TA. Prince Grover (class of 2018)
pgrover3 at usfca.edu. Or, see him on slack.
- Class is held at 101 Howard on main floor classroom 155/156 (both sections).
- Quizzes are held on Tuesdays on first floor, 9:25 - 9:55. Both sections meet together Tuesday mornings for this. After taking the quiz, sec02 wanders off but sec01 stays in 155/156 for class.
- My office is room 607 up on the mezzanine above the agora open area.
TEMPORAL COORDINATES. Monday/Tuesday Sec01 10am-11:50pm, Sec02 1:10-3pm; July 9 (Mon) - August 7 (Tue).
Please attend your assigned section to keep the classes balanced!
INSTRUCTION FORMAT. Class runs for 1:50 hours, 2 days per week. Instructor-student interaction during lecture is encouraged and we'll mix in mini-exercises / labs during class.
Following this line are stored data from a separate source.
// SPDX-License-Identifier: PolyForm-Noncommercial-1.0.0
// Copyright (c) 2025 Sylvex. All rights reserved.

//! Graceful shutdown coordination.
//!
//! Handles OS signals (SIGTERM, SIGINT, SIGQUIT on Unix, Ctrl+C on
//! Windows) and fans the shutdown notification out to every bridge and
//! gateway over a broadcast channel.

use std::sync::atomic::{AtomicBool, Ordering};
use std::sync::Arc;

use tokio::sync::broadcast;
use tracing::info;

// =============================================================================
// ShutdownCoordinator
// =============================================================================

/// Coordinates graceful shutdown across all proxy components.
///
/// # Example
///
/// ```ignore
/// use mbmux_bin::shutdown::ShutdownCoordinator;
///
/// let coordinator = ShutdownCoordinator::new();
/// let mut rx = coordinator.subscribe();
///
/// tokio::spawn(async move {
///     rx.recv().await.ok();
///     // wind down
/// });
///
/// coordinator.wait_for_shutdown().await;
/// ```
#[derive(Clone)]
pub struct ShutdownCoordinator {
    sender: broadcast::Sender<()>,
    shutdown_initiated: Arc<AtomicBool>,
}

impl ShutdownCoordinator {
    /// Creates a new shutdown coordinator.
    pub fn new() -> Self {
        let (sender, _) = broadcast::channel(1);
        Self {
            sender,
            shutdown_initiated: Arc::new(AtomicBool::new(false)),
        }
    }

    /// Subscribes to shutdown notifications.
    pub fn subscribe(&self) -> broadcast::Receiver<()> {
        self.sender.subscribe()
    }

    /// Initiates shutdown, notifying all subscribers. Idempotent.
    pub fn initiate_shutdown(&self) {
        if self
            .shutdown_initiated
            .compare_exchange(false, true, Ordering::SeqCst, Ordering::SeqCst)
            .is_ok()
        {
            info!("Shutdown initiated");
            let _ = self.sender.send(());
        }
    }

    /// Returns true if shutdown has been initiated.
    pub fn is_shutdown_initiated(&self) -> bool {
        self.shutdown_initiated.load(Ordering::SeqCst)
    }

    /// Waits for a shutdown signal (OS signal or programmatic
    /// [`initiate_shutdown`](Self::initiate_shutdown)), then notifies all
    /// subscribers.
    pub async fn wait_for_shutdown(&self) {
        if self.shutdown_initiated.load(Ordering::SeqCst) {
            return;
        }
        let mut initiated = self.sender.subscribe();

        #[cfg(unix)]
        {
            use tokio::signal::unix::{signal, SignalKind};

            let mut sigterm =
                signal(SignalKind::terminate()).expect("Failed to register SIGTERM handler");
            let mut sigint =
                signal(SignalKind::interrupt()).expect("Failed to register SIGINT handler");
            let mut sigquit =
                signal(SignalKind::quit()).expect("Failed to register SIGQUIT handler");

            tokio::select! {
                _ = sigterm.recv() => {
                    info!("Received SIGTERM");
                }
                _ = sigint.recv() => {
                    info!("Received SIGINT");
                }
                _ = sigquit.recv() => {
                    info!("Received SIGQUIT");
                }
                _ = initiated.recv() => {}
            }
        }

        #[cfg(windows)]
        {
            use tokio::signal::ctrl_c;

            tokio::select! {
                _ = ctrl_c() => {
                    info!("Received Ctrl+C");
                }
                _ = initiated.recv() => {}
            }
        }

        self.initiate_shutdown();
    }
}

impl Default for ShutdownCoordinator {
    fn default() -> Self {
        Self::new()
    }
}

// =============================================================================
// Tests
// =============================================================================
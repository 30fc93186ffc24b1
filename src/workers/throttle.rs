//! Thermal throttle worker.
//!
//! Polls a thermal probe on its idle timeout and fans the computed level
//! out to listeners registered at construction time. The current level is
//! additionally readable from any thread through its own lock, the same
//! lock-free-polling exception the preview state uses.

use crate::error::{OpResult, PipelineError};
use crate::mailbox::{MailMessage, Mailbox};
use crate::worker::{self, ActiveObject, Flow, WorkerHandle};
use log::*;
use std::sync::{Arc, Mutex};
use std::time::Duration;

/// Temperature source (platform sensor, firmware register). Invoked as a
/// plain blocking call from the throttle thread.
pub trait ThermalProbe: Send {
    fn read_celsius(&mut self) -> Result<f32, PipelineError>;
}

#[derive(Debug, Clone, Copy, PartialEq, Eq, PartialOrd, Ord)]
pub enum ThrottleLevel {
    None,
    Mild,
    Severe,
}

/// Registered per-listener at construction; no interface inheritance.
pub trait ThrottleListener: Send + Sync {
    fn on_throttle(&self, level: ThrottleLevel);
}

/// Temperature thresholds with a hysteresis band for stepping back down.
#[derive(Debug, Clone, Copy)]
pub struct ThrottleThresholds {
    pub mild_c: f32,
    pub severe_c: f32,
    pub hysteresis_c: f32,
}

pub enum ThrottleMessage {
    /// Force an immediate probe read (tests, resume-from-suspend).
    Probe,
    Exit,
}

#[derive(Debug, Clone, Copy, PartialEq, Eq)]
pub enum ThrottleKind {
    Probe,
    Exit,
}

impl MailMessage for ThrottleMessage {
    type Kind = ThrottleKind;
    fn kind(&self) -> ThrottleKind {
        match self {
            ThrottleMessage::Probe => ThrottleKind::Probe,
            ThrottleMessage::Exit => ThrottleKind::Exit,
        }
    }
}

mod reply {
    pub const PROBE: usize = 0;
    pub const COUNT: usize = 1;
}

struct ThrottleActor {
    mailbox: Arc<Mailbox<ThrottleMessage>>,
    probe: Box<dyn ThermalProbe>,
    thresholds: ThrottleThresholds,
    poll_interval: Duration,
    listeners: Vec<Arc<dyn ThrottleListener>>,
    level: Arc<Mutex<ThrottleLevel>>,
}

impl ThrottleActor {
    fn current(&self) -> ThrottleLevel {
        *self.level.lock().unwrap_or_else(|e| e.into_inner())
    }

    fn classify(&self, celsius: f32) -> ThrottleLevel {
        let current = self.current();
        // Stepping down requires clearing the threshold by the hysteresis
        // band, so the level does not flap around a boundary.
        let slack = |level| {
            if current >= level {
                self.thresholds.hysteresis_c
            } else {
                0.0
            }
        };
        if celsius >= self.thresholds.severe_c - slack(ThrottleLevel::Severe) {
            ThrottleLevel::Severe
        } else if celsius >= self.thresholds.mild_c - slack(ThrottleLevel::Mild) {
            ThrottleLevel::Mild
        } else {
            ThrottleLevel::None
        }
    }

    fn sample(&mut self) -> Result<(), PipelineError> {
        let celsius = self.probe.read_celsius()?;
        let level = self.classify(celsius);
        if level != self.current() {
            info!(
                "throttle: {:.1}C, level {:?} -> {:?}",
                celsius,
                self.current(),
                level
            );
            *self.level.lock().unwrap_or_else(|e| e.into_inner()) = level;
            for listener in &self.listeners {
                listener.on_throttle(level);
            }
        }
        Ok(())
    }
}

impl ActiveObject for ThrottleActor {
    type Msg = ThrottleMessage;

    fn on_message(&mut self, msg: ThrottleMessage) -> Result<Flow, PipelineError> {
        match msg {
            ThrottleMessage::Probe => {
                let status = self.sample();
                self.mailbox.reply(reply::PROBE, status.clone());
                status.map(|()| Flow::Continue)
            }
            ThrottleMessage::Exit => Ok(Flow::Exit),
        }
    }

    fn idle_timeout(&self) -> Option<Duration> {
        Some(self.poll_interval)
    }

    fn on_idle(&mut self) -> Result<(), PipelineError> {
        self.sample()
    }
}

/// Front-end handle to the throttle worker thread.
pub struct ThrottleWorker {
    handle: WorkerHandle<ThrottleMessage>,
    level: Arc<Mutex<ThrottleLevel>>,
}

impl ThrottleWorker {
    pub fn spawn(
        probe: Box<dyn ThermalProbe>,
        thresholds: ThrottleThresholds,
        poll_interval: Duration,
        listeners: Vec<Arc<dyn ThrottleListener>>,
    ) -> anyhow::Result<Self> {
        let mailbox = Arc::new(Mailbox::with_reply_slots("throttle", reply::COUNT));
        let level = Arc::new(Mutex::new(ThrottleLevel::None));
        let actor = ThrottleActor {
            mailbox: mailbox.clone(),
            probe,
            thresholds,
            poll_interval,
            listeners,
            level: level.clone(),
        };
        let handle = worker::spawn("throttle", mailbox, actor)?;
        Ok(ThrottleWorker { handle, level })
    }

    /// Current throttle level, readable without a message round-trip.
    pub fn current_level(&self) -> ThrottleLevel {
        *self.level.lock().unwrap_or_else(|e| e.into_inner())
    }

    /// Force a probe read now and wait for it.
    pub fn probe_now(&self) -> OpResult {
        self.handle
            .mailbox()
            .send_and_wait(ThrottleMessage::Probe, reply::PROBE)
    }

    pub fn exit(&mut self) {
        self.handle.mailbox().send(ThrottleMessage::Exit);
        self.handle.join();
    }
}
All programming will be done in the Python 3 programming language, unless otherwise specified.
COMMUNICATION. Please join slack channel
#msds501. Email or coming by my office are also ok.
TARDINESS. Please be on time for class. It is a big distraction if you come in late.
LAPTOP POLICY. My policy is that all student laptops must be closed during class unless we are doing a lab or I specifically ask you to follow along as I type into my computer. All materials for the course are available in this repository, which reduces your need to take notes considerably.
ACADEMIC HONESTY. You must abide by the copyright laws of the United States and academic honesty policies of USF. You may not copy code from other current or previous students. All suspicious activity will be investigated and, if warranted, passed to the Dean of Sciences for action. Copying answers or code from other students or sources during a quiz, exam, or for a project is a violation of the university’s honor code and will be treated as such. Plagiarism consists of copying material from any source and passing off that material as your own original work. Plagiarism is plagiarism: it does not matter if the source being copied is on the Internet, from a book or textbook, or from quizzes or problem sets written up by other students. Giving code or showing code to another student is also considered a violation.
The golden rule: You must never represent another person’s work as your own.
If you ever have questions about what constitutes plagiarism, cheating, or academic dishonesty in my course, please feel free to ask me.
Note: Leaving your laptop unattended is a common means for another student to take your work. It is your responsibility to guard your work. Do not leave your printouts laying around or in the trash. All persons with common code are likely to be considered at fault.
ON DISABILITIES. If you are a student with a disability or disabling condition, or if you think you may have a disability, please contact USF Student Disability Services (SDS) at 415/422-2613 within the first week of class, or immediately upon onset of the disability, to speak with a disability specialist. If you are determined eligible for reasonable accommodations, please meet with your disability specialist so they can arrange to have your accommodation letter sent to me, and we will discuss your needs for this course. For more information, please visit http://www.usfca.edu/sds/ or call 415/422-2613.
|Artifact||Grade Weight||Due date|
|Image processing||12%||Mon, July 23|
|Word similarity and relationships||12%||Mon, July 30|
|Predicting Death Rates With Gradient Descent||12%||Mon, August 6|
|Quiz 0||0%||Before Mon, July 9|
|Quiz 1||16%||9:25am Tue, July 17|
|Quiz 2||16%||9:25am Tue, July 24|
|Quiz 3||16%||9:25am Tue, August 31|
|Quiz 4||16%||9:25am Tue, August 7|
Quizzes 1-4 are held in rooms 154-156. All quizzes use LockDown Browser to log into Canvas so you can take the quiz. Quizzes have strict time limits and you will be unable to do anything other than take the quiz; no access to the Internet etc. You will have one chance to answer each question and they will appear in random order. Students should read the Student LockDown Browser Instructions section. In a nutshell, download the LockDown Browser, install it, and when you launch it it will take your browser window to Canvas for login.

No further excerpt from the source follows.